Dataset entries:
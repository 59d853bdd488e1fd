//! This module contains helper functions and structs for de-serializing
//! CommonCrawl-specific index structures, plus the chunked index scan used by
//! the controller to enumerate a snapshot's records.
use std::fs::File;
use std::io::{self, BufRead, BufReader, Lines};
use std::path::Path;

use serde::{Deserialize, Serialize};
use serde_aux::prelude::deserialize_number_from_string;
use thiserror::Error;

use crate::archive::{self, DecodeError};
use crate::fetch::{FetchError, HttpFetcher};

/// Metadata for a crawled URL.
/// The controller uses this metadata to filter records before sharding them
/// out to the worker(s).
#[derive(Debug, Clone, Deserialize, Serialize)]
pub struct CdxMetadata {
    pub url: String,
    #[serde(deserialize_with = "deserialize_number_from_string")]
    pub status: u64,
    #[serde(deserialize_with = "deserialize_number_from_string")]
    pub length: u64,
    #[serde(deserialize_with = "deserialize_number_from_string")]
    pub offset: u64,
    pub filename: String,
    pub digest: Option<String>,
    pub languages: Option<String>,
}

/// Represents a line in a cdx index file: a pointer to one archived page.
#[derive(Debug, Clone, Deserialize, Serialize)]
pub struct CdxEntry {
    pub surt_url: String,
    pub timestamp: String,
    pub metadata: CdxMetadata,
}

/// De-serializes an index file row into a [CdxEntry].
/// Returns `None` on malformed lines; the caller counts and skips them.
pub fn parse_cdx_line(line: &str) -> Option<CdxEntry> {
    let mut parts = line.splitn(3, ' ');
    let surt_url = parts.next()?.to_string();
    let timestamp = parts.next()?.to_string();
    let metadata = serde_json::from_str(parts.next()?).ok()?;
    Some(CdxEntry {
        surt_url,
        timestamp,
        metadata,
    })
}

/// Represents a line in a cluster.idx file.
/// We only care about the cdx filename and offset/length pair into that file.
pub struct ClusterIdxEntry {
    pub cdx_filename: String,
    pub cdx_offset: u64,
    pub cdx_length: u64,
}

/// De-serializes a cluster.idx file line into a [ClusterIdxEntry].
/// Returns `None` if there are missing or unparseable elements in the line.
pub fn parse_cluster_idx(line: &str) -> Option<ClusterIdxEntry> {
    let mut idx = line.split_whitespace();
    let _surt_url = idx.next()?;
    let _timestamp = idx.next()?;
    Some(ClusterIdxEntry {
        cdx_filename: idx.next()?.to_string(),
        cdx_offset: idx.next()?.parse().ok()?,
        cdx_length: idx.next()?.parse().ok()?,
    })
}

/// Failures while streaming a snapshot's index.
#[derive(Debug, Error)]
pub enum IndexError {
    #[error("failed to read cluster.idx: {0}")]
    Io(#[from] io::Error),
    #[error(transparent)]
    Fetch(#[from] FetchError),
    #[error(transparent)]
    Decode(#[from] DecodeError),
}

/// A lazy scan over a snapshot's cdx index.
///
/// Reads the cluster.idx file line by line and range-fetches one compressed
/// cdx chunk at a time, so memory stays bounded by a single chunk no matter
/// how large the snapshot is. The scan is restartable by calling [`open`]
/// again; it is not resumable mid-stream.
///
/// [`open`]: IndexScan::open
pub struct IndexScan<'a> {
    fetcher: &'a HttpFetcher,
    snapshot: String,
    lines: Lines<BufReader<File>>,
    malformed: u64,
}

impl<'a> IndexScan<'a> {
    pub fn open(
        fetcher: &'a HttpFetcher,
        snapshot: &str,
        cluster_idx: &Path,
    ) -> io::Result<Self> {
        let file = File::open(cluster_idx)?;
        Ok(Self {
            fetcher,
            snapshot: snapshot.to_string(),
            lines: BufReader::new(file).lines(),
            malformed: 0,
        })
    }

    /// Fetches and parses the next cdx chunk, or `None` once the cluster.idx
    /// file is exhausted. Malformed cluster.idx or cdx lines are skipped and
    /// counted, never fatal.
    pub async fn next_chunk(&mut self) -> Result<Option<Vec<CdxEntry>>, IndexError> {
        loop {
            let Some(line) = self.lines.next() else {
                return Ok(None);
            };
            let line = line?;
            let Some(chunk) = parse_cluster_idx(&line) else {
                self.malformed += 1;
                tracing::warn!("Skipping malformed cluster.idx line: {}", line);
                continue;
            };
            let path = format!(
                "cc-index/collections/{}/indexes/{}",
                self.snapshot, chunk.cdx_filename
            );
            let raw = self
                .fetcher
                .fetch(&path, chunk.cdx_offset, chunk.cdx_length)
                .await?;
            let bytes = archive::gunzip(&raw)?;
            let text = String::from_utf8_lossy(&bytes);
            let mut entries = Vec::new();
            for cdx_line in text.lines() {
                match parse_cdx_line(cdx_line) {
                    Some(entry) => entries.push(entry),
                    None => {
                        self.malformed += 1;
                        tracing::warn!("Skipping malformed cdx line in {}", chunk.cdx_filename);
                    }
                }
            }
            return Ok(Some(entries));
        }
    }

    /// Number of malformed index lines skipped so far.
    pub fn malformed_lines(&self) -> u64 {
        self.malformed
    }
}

Work order:
Report each line in the preceding entries that holds the string "Option".

Problem solution:
    pub digest: Option<String>,
    pub languages: Option<String>,
pub fn parse_cdx_line(line: &str) -> Option<CdxEntry> {
pub fn parse_cluster_idx(line: &str) -> Option<ClusterIdxEntry> {
    pub async fn next_chunk(&mut self) -> Result<Option<Vec<CdxEntry>>, IndexError> {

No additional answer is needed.